Чтобы все-таки как-то порадовать отца в великий для Англии час, она одарила его строчкой на родном языке, приписав мелким почерком: «Скора мы паедим в Леобшютц». Мистер Бриндли не очень-то доверял вещам, которых не понимал, но великодушно пропустил эту контрабанду. Знаменитую цитату он, напротив, прочитал с большим удовлетворением, дважды кивнув, и попросил Регину помочь с письмами не таким красноречивым девочкам.

К сожалению, этой своей просьбой он совсем не по-английски опозорил плохих учениц, но Регина все равно чувствовала себя так, будто исполнилась ее давнишняя мечта и ее наградили Victoria Cross [70]. А когда директор пригласил детей военнослужащих к себе в кабинет на чай, она попросила еще раз отдать ей письмо, чтобы сообщить о выпавшей ей чести. По счастью, мистер Бриндли не заметил, что теперь прилюдно одобренное и прочтенное им письмо герою заканчивалось словами «Bloody good for a fucking refugee» [71]. А ведь кому-кому, а Регине было прекрасно известно, как директор ненавидит вульгарность.

В Найроби окончание войны тоже отпраздновали с таким размахом, будто весь мир был обязан победой исключительно колонии. Деламар-авеню утопала в цветах и флагах, и даже в дешевых лавчонках с крошечными витринами, куда белые практически никогда не заходили, владельцы срочно выставили фотографии Монтгомери, Эйзенхауэра и Черчилля рядом с портретом Георга Шестого. Точно так же, как в кинохрониках об освобождении Парижа, чужие люди, ликуя, бросались друг другу в объятия и целовали военных, причем были отмечены отдельные случаи, когда в эйфории расцеловали даже особенно светлокожих индусов.
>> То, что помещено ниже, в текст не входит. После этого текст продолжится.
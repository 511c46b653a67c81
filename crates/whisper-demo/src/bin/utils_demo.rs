//! Walks through the chain client: account creation, balances, message
//! signing and an optional ETH transfer.

use clap::Parser;
use whisper_config::Config;
use whisper_demo::{connect, init_tracing, CommonArgs};

/// Command-line arguments for the utilities demo.
#[derive(Parser, Debug)]
#[command(author, version, about, long_about = None)]
struct Args {
	#[command(flatten)]
	common: CommonArgs,

	/// Address to inspect instead of the configured signer
	#[arg(long)]
	address: Option<String>,

	/// Message to sign and verify
	#[arg(long, default_value = "Hello, WhisperChain!")]
	message: String,

	/// Recipient of an optional transfer
	#[arg(long, requires = "amount")]
	send_to: Option<String>,

	/// Amount in ether for the transfer
	#[arg(long)]
	amount: Option<String>,
}

#[tokio::main]
async fn main() -> Result<(), Box<dyn std::error::Error>> {
	let args = Args::parse();
	init_tracing(&args.common.log_level);

	let config = Config::from_file(&args.common.config).await?;
	let client = connect(&config).await?;
	let key = &config.account.private_key;

	let chain_id = client.chain_id().await?;
	let block = client.get_block_number().await?;
	tracing::info!(chain_id, block, "Node reachable");

	let fresh = client.create_account();
	tracing::info!(address = %fresh.address, "Created account");

	let signer = whisper_client::signer_address(key)?.to_checksum(None);
	let address = args.address.unwrap_or(signer.clone());
	let balance = client.get_balance(&address).await?;
	tracing::info!(address = %address, balance = %balance, "Balance (ETH)");

	let signature = client.sign_message(&args.message, key).await?;
	let valid = client.verify_signature(&args.message, &signature, &signer)?;
	tracing::info!(signature = %signature, valid, "Signed message");

	if let (Some(to), Some(amount)) = (args.send_to, args.amount) {
		let hash = client.send_value(key, &to, &amount, None).await?;
		let receipt = client
			.wait_for_confirmation(&hash, client.settings().confirmation_timeout)
			.await?;
		tracing::info!(
			tx_hash = %hash,
			block_number = receipt.block_number,
			success = receipt.success,
			"Transfer mined"
		);
	}

	Ok(())
}
//! Local private-key account.
//!
//! Keys are parsed from a [`SecretString`] for the lifetime of one
//! [`LocalAccount`]. Callers create an account per operation and drop it when
//! the signature is produced.

use crate::{message_hash, AccountError, AccountInterface};
use alloy::consensus::TxEnvelope;
use alloy::network::{EthereumWallet, TransactionBuilder};
use alloy::primitives::{Address, Signature};
use alloy::rpc::types::TransactionRequest;
use alloy::signers::local::PrivateKeySigner;
use alloy::signers::SignerSync;
use async_trait::async_trait;
use whisper_types::{with_0x_prefix, SecretString};

/// Account backed by an in-memory secp256k1 key.
pub struct LocalAccount {
	signer: PrivateKeySigner,
}

impl LocalAccount {
	/// Parses a hex private key, with or without `0x`.
	pub fn from_key(key: &SecretString) -> Result<Self, AccountError> {
		let signer = key.with_exposed(|k| {
			k.trim()
				.parse::<PrivateKeySigner>()
				.map_err(|_| AccountError::InvalidKey("Invalid private key format".to_string()))
		})?;
		Ok(Self { signer })
	}
}

impl std::fmt::Debug for LocalAccount {
	fn fmt(&self, f: &mut std::fmt::Formatter<'_>) -> std::fmt::Result {
		f.debug_struct("LocalAccount")
			.field("address", &self.signer.address())
			.finish()
	}
}

#[async_trait]
impl AccountInterface for LocalAccount {
	fn address(&self) -> Address {
		self.signer.address()
	}

	async fn sign_transaction(
		&self,
		request: TransactionRequest,
	) -> Result<TxEnvelope, AccountError> {
		if let Some(from) = request.from {
			if from != self.signer.address() {
				return Err(AccountError::SigningFailed(format!(
					"Request sender {} does not match key address {}",
					from,
					self.signer.address()
				)));
			}
		}

		let wallet = EthereumWallet::from(self.signer.clone());
		request
			.build(&wallet)
			.await
			.map_err(|e| AccountError::SigningFailed(e.to_string()))
	}

	async fn sign_message(&self, message: &[u8]) -> Result<Signature, AccountError> {
		self.signer
			.sign_hash_sync(&message_hash(message))
			.map_err(|e| AccountError::SigningFailed(e.to_string()))
	}
}

/// A freshly generated key pair.
#[derive(Debug, Clone)]
pub struct GeneratedAccount {
	pub address: Address,
	/// `0x`-prefixed hex private key.
	pub private_key: SecretString,
}

/// Generates a new key pair from the operating system's secure RNG.
pub fn create_account() -> GeneratedAccount {
	let signer = PrivateKeySigner::random();
	GeneratedAccount {
		address: signer.address(),
		private_key: SecretString::new(with_0x_prefix(&hex::encode(signer.to_bytes()))),
	}
}
#[cfg(test)]
mod tests {
	use super::*;
	use alloy::consensus::Transaction as _;
	use whisper_client::implementations::mock::MockNode;
	use whisper_client::ClientSettings;

	const KEY: &str = "0xac0974bec39a17e36ba4a6b4d238ff944bacb478cbed5efcae784d7bf4f2ff80";
	const NFT: &str = "0x5fbdb2315678afecb367f032d93f642f64180aa3";
	const ALICE: &str = "0x70997970c51812dc3a010c7d01b50e0d17dc79c8";
	const BOB: &str = "0x3c44cdddb6a900fa2b585dd299e03d12fa4293bc";
	const CAROL: &str = "0x90f79bf6eb2c4f870365e785982e1f101e93b906";

	async fn minter_with(node: Arc<MockNode>) -> NftMinter {
		let client = ChainClient::from_node(node, ClientSettings::default())
			.await
			.unwrap();
		NftMinter::with_default_abi(Arc::new(client), NFT, SecretString::from(KEY)).unwrap()
	}

	fn receipt_polls(node: &MockNode) -> usize {
		node.methods()
			.iter()
			.filter(|m| **m == "eth_getTransactionReceipt")
			.count()
	}

	#[tokio::test]
	async fn test_mint_one_pays_price_and_encodes_arguments() {
		let node = Arc::new(MockNode::new());
		let minter = minter_with(node.clone()).await;

		minter
			.mint_one(ALICE, "ipfs://QmMetadata", "0.01")
			.await
			.unwrap();

		let sent = node.sent_transactions();
		assert_eq!(sent.len(), 1);
		assert_eq!(sent[0].value(), U256::from(10_000_000_000_000_000u64));
		assert_eq!(sent[0].to(), Some(parse_address(NFT).unwrap()));

		let mint = minter.contract().function("mint", 2).unwrap();
		assert_eq!(&sent[0].input()[..4], mint.selector().as_slice());
		assert_eq!(receipt_polls(&node), 0);
	}

	#[tokio::test]
	async fn test_mint_one_rejects_bad_recipient() {
		let node = Arc::new(MockNode::new());
		let minter = minter_with(node.clone()).await;

		let result = minter.mint_one("alice", "ipfs://x", "0").await;
		assert!(matches!(
			result,
			Err(MinterError::Client(ClientError::InvalidAddress(_)))
		));
		assert!(node.sent_transactions().is_empty());
	}

	#[tokio::test]
	async fn test_mint_batch_arity_mismatch_makes_no_calls() {
		let node = Arc::new(MockNode::new());
		let minter = minter_with(node.clone()).await;
		let calls_before = node.methods().len();

		let result = minter
			.mint_batch(&[ALICE, BOB], &["ipfs://1"])
			.await;

		assert!(matches!(
			result,
			Err(MinterError::ArityMismatch {
				recipients: 2,
				uris: 1
			})
		));
		assert_eq!(node.methods().len(), calls_before);
	}

	#[tokio::test]
	async fn test_mint_batch_is_serial_and_confirmed() {
		let node = Arc::new(MockNode::new());
		let minter = minter_with(node.clone())
			.await
			.with_mint_price("0.5")
			.unwrap();

		let hashes = minter
			.mint_batch(&[ALICE, BOB, CAROL], &["ipfs://1", "ipfs://2", "ipfs://3"])
			.await
			.unwrap();

		assert_eq!(hashes.len(), 3);
		let sent = node.sent_transactions();
		let nonces: Vec<u64> = sent.iter().map(|tx| tx.nonce()).collect();
		assert_eq!(nonces, vec![0, 1, 2]);
		assert!(sent.iter().all(|tx| tx.value() == minter.mint_price()));

		// every send is followed by a receipt poll before the next send
		let order: Vec<&str> = node
			.methods()
			.into_iter()
			.filter(|m| *m == "eth_sendRawTransaction" || *m == "eth_getTransactionReceipt")
			.collect();
		assert_eq!(
			order,
			vec![
				"eth_sendRawTransaction",
				"eth_getTransactionReceipt",
				"eth_sendRawTransaction",
				"eth_getTransactionReceipt",
				"eth_sendRawTransaction",
				"eth_getTransactionReceipt",
			]
		);
	}

	#[tokio::test]
	async fn test_mint_batch_send_failure_reports_prior_mints() {
		let node = Arc::new(MockNode::new().fail_send_at(2, "replacement transaction underpriced"));
		let minter = minter_with(node.clone()).await;

		let result = minter
			.mint_batch(
				&[ALICE, BOB, CAROL, ALICE],
				&["ipfs://1", "ipfs://2", "ipfs://3", "ipfs://4"],
			)
			.await;

		match result {
			Err(MinterError::BatchAborted { minted, source }) => {
				assert_eq!(minted, 2);
				assert!(matches!(source, ClientError::Rpc(_)));
			}
			other => panic!("expected aborted batch, got {:?}", other),
		}
		assert_eq!(node.sent_transactions().len(), 2);
	}

	#[tokio::test]
	async fn test_mint_batch_reverted_mint_aborts() {
		let node = Arc::new(MockNode::new().revert_send_at(1));
		let minter = minter_with(node.clone()).await;

		let result = minter
			.mint_batch(&[ALICE, BOB, CAROL], &["ipfs://1", "ipfs://2", "ipfs://3"])
			.await;

		assert!(matches!(
			result,
			Err(MinterError::BatchAborted {
				minted: 1,
				source: ClientError::Reverted(_)
			})
		));
		assert_eq!(node.sent_transactions().len(), 2);
	}

	#[tokio::test(start_paused = true)]
	async fn test_mint_batch_timeout_aborts_first_mint() {
		let node = Arc::new(MockNode::new().withhold_receipts());
		let minter = minter_with(node.clone())
			.await
			.with_confirmation_timeout(Duration::from_secs(2));

		let result = minter.mint_batch(&[ALICE, BOB], &["ipfs://1", "ipfs://2"]).await;

		assert!(matches!(
			result,
			Err(MinterError::BatchAborted {
				minted: 0,
				source: ClientError::Timeout { .. }
			})
		));
		assert_eq!(node.sent_transactions().len(), 1);
	}

	#[tokio::test]
	async fn test_empty_batch_is_a_no_op() {
		let node = Arc::new(MockNode::new());
		let minter = minter_with(node.clone()).await;

		let hashes = minter
			.mint_batch::<&str, &str>(&[], &[])
			.await
			.unwrap();
		assert!(hashes.is_empty());
		assert!(node.sent_transactions().is_empty());
	}

	#[tokio::test]
	async fn test_read_only_delegations() {
		let node = Arc::new(MockNode::new());
		let minter = minter_with(node.clone()).await;
		let selector = |name: &str, arity: usize| {
			minter.contract().function(name, arity).unwrap().selector().0
		};

		node.set_call_response(
			selector("tokenURI", 1),
			DynSolValue::Tuple(vec![DynSolValue::String("ipfs://QmToken1".into())])
				.abi_encode_params(),
		);
		node.set_call_response(
			selector("totalSupply", 0),
			U256::from(3u64).to_be_bytes::<32>().to_vec(),
		);
		node.set_call_response(
			selector("ownerOf", 1),
			parse_address(BOB).unwrap().into_word().to_vec(),
		);

		assert_eq!(
			minter.token_uri(U256::from(1u64)).await.unwrap(),
			"ipfs://QmToken1"
		);
		assert_eq!(minter.total_supply().await.unwrap(), U256::from(3u64));
		assert_eq!(
			minter.owner_of(U256::from(1u64)).await.unwrap(),
			parse_address(BOB).unwrap()
		);
	}

	#[tokio::test]
	async fn test_save_and_load_metadata() {
		let dir = tempfile::tempdir().unwrap();
		let path = dir.path().join("metadata").join("nested").join("1.json");
		let metadata = NftMinter::create_metadata(
			"Whisper Avatar #1",
			"Unique avatar for WhisperChain",
			"ipfs://QmExample",
			Some(vec![
				Attribute::new("Background", "Blue"),
				Attribute::new("Rarity", "Rare"),
			]),
		);

		let written = NftMinter::save_metadata(&metadata, &path).await.unwrap();
		assert_eq!(written, path);

		let content = std::fs::read_to_string(&path).unwrap();
		assert!(content.starts_with("{\n  \"name\": \"Whisper Avatar #1\""));
		assert!(!path.with_extension("json.tmp").exists());

		let loaded = NftMinter::load_metadata(&path).await.unwrap();
		assert_eq!(loaded, metadata);
	}

	#[tokio::test]
	async fn test_save_metadata_without_attributes() {
		let dir = tempfile::tempdir().unwrap();
		let path = dir.path().join("plain.json");
		let metadata = NftMinter::create_metadata("A", "B", "ipfs://x", Some(vec![]));

		NftMinter::save_metadata(&metadata, &path).await.unwrap();

		let value: serde_json::Value =
			serde_json::from_str(&std::fs::read_to_string(&path).unwrap()).unwrap();
		assert_eq!(
			value,
			serde_json::json!({"name": "A", "description": "B", "image": "ipfs://x"})
		);
	}

	#[tokio::test]
	async fn test_load_missing_metadata_fails() {
		let dir = tempfile::tempdir().unwrap();
		let result = NftMinter::load_metadata(dir.path().join("missing.json")).await;
		assert!(matches!(result, Err(MinterError::Metadata(_))));
	}
}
Быстро сформированные мужские хоры распевали «Rule Britannia» и «Hang out your Washing on the Siegfried Line» [72]; пожилые дамы навязывали на свои шляпы и на шеи собачкам красно-бело-голубые ленты; орущие дети кикуйу напялили на кудри бумажные шапки, свернутые из специального выпуска «Ист африкан стэндард». Администраторы отелей «Нью-Стэнли», «Торс» и «Норфолк» уже в полдень не принимали заявки на проведение торжественных обедов в честь победы. На вечер был запланирован большой фейерверк, а на ближайшие дни — парад Победы.

В «Хоув-Корте» мистер Малан в приступе патриотизма, который удивил его самого еще больше, чем жильцов, велел полить покрытые земляной коркой кактусы у ворот, почистить граблями дорожки вокруг розария и поднять флаг на флагштоке, который, правда, для этого пришлось сначала отремонтировать. Его не использовали с тех пор, как отель перешел в руки Малана. Вечером миссис Малан, одетая в праздничное красно-золотое сари, приказала поставить под эвкалиптом с тяжело свисавшими ветвями стол из красного дерева и обтянутые шелком стулья. Она пила чай с четырьмя дочками-подростками, которые выглядели как тропические цветы и, беспрестанно хихикая, покачивали головками, словно пышные розы на ветру.